Partners Robert B. Minturn, Franklin H. Delano, Moses H. Grinnell and brother Henry Grinnell were among the wealthiest of the merchant-prince-kings of New York in their day, who built one of 19th century America's largest transportation empires in the Golden Age of Sail with a one-time fleet of more than fifty ships that sailed to every continent. In 1845, before the height of the emigrant trade from which the firm was profiting, Minturn was reported to be worth $200,000; today's equivalent of more than $2.7 billion in relative output. The Grinnells were worth $250,000, each, or more than $6.8 billion combined; and partner Delano, who had married into the Astor family, was valued at what would be worth $5.76 billion today.

Fellow shipping magnate A.A. Low wrote sarcastically about the two principals, Moses and Robert, in a letter to a sibling: “Our friends, Grinnell, Minturn are heartbroken about the famine. They have a house dinner to celebrate the fortune it is bringing them, and dine on terrapin, salmon, peas, asparagus, strawberries—all out of season, of course—then Mr. Grinnell gives the famine fund $360, which he had lost on a bet with Mr. Wetmore (William S. Wetmore, founder of rival China trade firm Wetmore & Company.)” "Famine" refers to the Great Hunger of Ireland, 1845-1852, which caused more than a million deaths and more than two million to emigrate, many on the ships owned and profited by Grinnell, Minturn & Co.

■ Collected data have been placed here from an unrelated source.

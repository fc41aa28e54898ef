//! Packed bit storage and chunk extraction.
//!
//! Bits are addressed globally: byte `idx >> 3`, and within the byte the
//! least-significant bit first (`1 << (idx & 7)`). The hash reduction's
//! known-answer vectors depend on this exact ordering.

/// Returns the number of bits needed to represent values in `[0, radix)`,
/// i.e. the unique `n` with `2^(n-1) < radix <= 2^n`.
pub fn ceil_log2(radix: u32) -> u32 {
    let mut y = radix;
    let mut n = 0;
    while (y >> 1) > 0 {
        y >>= 1;
        n += 1;
    }
    if n < 32 && (1u32 << n) != radix {
        n += 1;
    }
    n
}

/// Sets the bit at global index `idx`.
#[inline]
pub fn set_bit(bytes: &mut [u8], idx: usize) {
    bytes[idx >> 3] |= 1 << (idx & 7);
}

/// Clears the bit at global index `idx`.
#[inline]
pub fn unset_bit(bytes: &mut [u8], idx: usize) {
    bytes[idx >> 3] &= !(1 << (idx & 7));
}

/// Reads the bit at global index `idx`.
#[inline]
pub fn get_bit(bytes: &[u8], idx: usize) -> bool {
    bytes[idx >> 3] & (1 << (idx & 7)) != 0
}

/// Reads the `i`-th `k`-bit chunk, starting at bit `i * k`, composing bits
/// most-significant-first.
pub fn get_chunk(bytes: &[u8], k: usize, i: usize) -> u32 {
    let mut chunk = 0u32;
    for j in 0..k {
        chunk = (chunk << 1) | get_bit(bytes, i * k + j) as u32;
    }
    chunk
}

/// A fixed-length packed bit buffer.
#[derive(Clone, Debug, PartialEq, Eq)]
pub struct BitVec {
    bytes: Vec<u8>,
    nbits: usize,
}

impl BitVec {
    /// Returns a zeroed bit vector holding `nbits` bits.
    pub fn new(nbits: usize) -> Self {
        Self {
            bytes: vec![0; nbits.div_ceil(8)],
            nbits,
        }
    }

    #[inline]
    pub fn set(&mut self, idx: usize) {
        set_bit(&mut self.bytes, idx);
    }

    #[inline]
    pub fn unset(&mut self, idx: usize) {
        unset_bit(&mut self.bytes, idx);
    }

    #[inline]
    pub fn get(&self, idx: usize) -> bool {
        get_bit(&self.bytes, idx)
    }

    /// Number of bits held.
    pub fn len(&self) -> usize {
        self.nbits
    }

    pub fn is_empty(&self) -> bool {
        self.nbits == 0
    }

    /// Clears every bit.
    pub fn clear(&mut self) {
        self.bytes.fill(0);
    }

    /// Underlying byte storage.
    pub fn as_bytes(&self) -> &[u8] {
        &self.bytes
    }
}

#[cfg(test)]
mod tests {
    use super::*;

    #[test]
    fn test_ceil_log2() {
        assert_eq!(ceil_log2(2), 1);
        assert_eq!(ceil_log2(3), 2);
        assert_eq!(ceil_log2(700), 10);
        assert_eq!(ceil_log2(1024), 10);
        assert_eq!(ceil_log2(1025), 11);
        assert_eq!(ceil_log2(30000), 15);
    }

    #[test]
    fn test_set_get_unset_bit() {
        let mut bytes = [0u8; 8];
        for idx in [0, 1, 7, 8, 13, 63] {
            set_bit(&mut bytes, idx);
            assert!(get_bit(&bytes, idx));

            // Neighbors are unaffected.
            for other in 0..64 {
                if other != idx {
                    assert!(!get_bit(&bytes, other), "bit {other} set along with {idx}");
                }
            }

            unset_bit(&mut bytes, idx);
            assert!(!get_bit(&bytes, idx));
            assert_eq!(bytes, [0u8; 8]);
        }
    }

    #[test]
    fn test_get_chunk_alternating() {
        // Alternating all-ones / all-zeros 10-bit chunks over a digest-sized
        // buffer, written and read through the same bit order.
        let k = 10;
        let mut bytes = [0u8; 64];
        let chunks = bytes.len() * 8 / k;
        for i in (0..chunks).step_by(2) {
            for j in 0..k {
                set_bit(&mut bytes, i * k + j);
            }
        }
        for i in 0..chunks {
            let want = if i % 2 == 0 { (1 << k) - 1 } else { 0 };
            assert_eq!(get_chunk(&bytes, k, i), want, "chunk {i}");
        }
    }

    #[test]
    fn test_bitvec() {
        let mut bits = BitVec::new(1000);
        assert_eq!(bits.len(), 1000);
        assert_eq!(bits.as_bytes().len(), 125);

        bits.set(0);
        bits.set(999);
        assert!(bits.get(0));
        assert!(bits.get(999));
        assert!(!bits.get(500));

        bits.unset(0);
        assert!(!bits.get(0));

        bits.clear();
        assert!(!bits.get(999));
        assert!(bits.as_bytes().iter().all(|&b| b == 0));
    }
}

Minturn served as vice president on the relief committee that eventually sent the Macedonian, June 19, 1847, with supplies to Ireland, and was a Commissioner of Emigration and a founder of the Association for Improving the Condition of the Poor. Minturn reportedly once noted that the $5 million spent on ship fares in 1847, "substantially reduced the cost of carrying freight," and helped the economy by lowering the price of American cotton and grain for English buyers. According to the website, An Irish Passenger, An American Family, And Their Time, profit, "rather than humanitarian impulses" drove immigration, "and because government regulatory agencies and private philanthropies were unwilling or unable to exert much control over that business, 19th century emigrants were often literally treated as human freight."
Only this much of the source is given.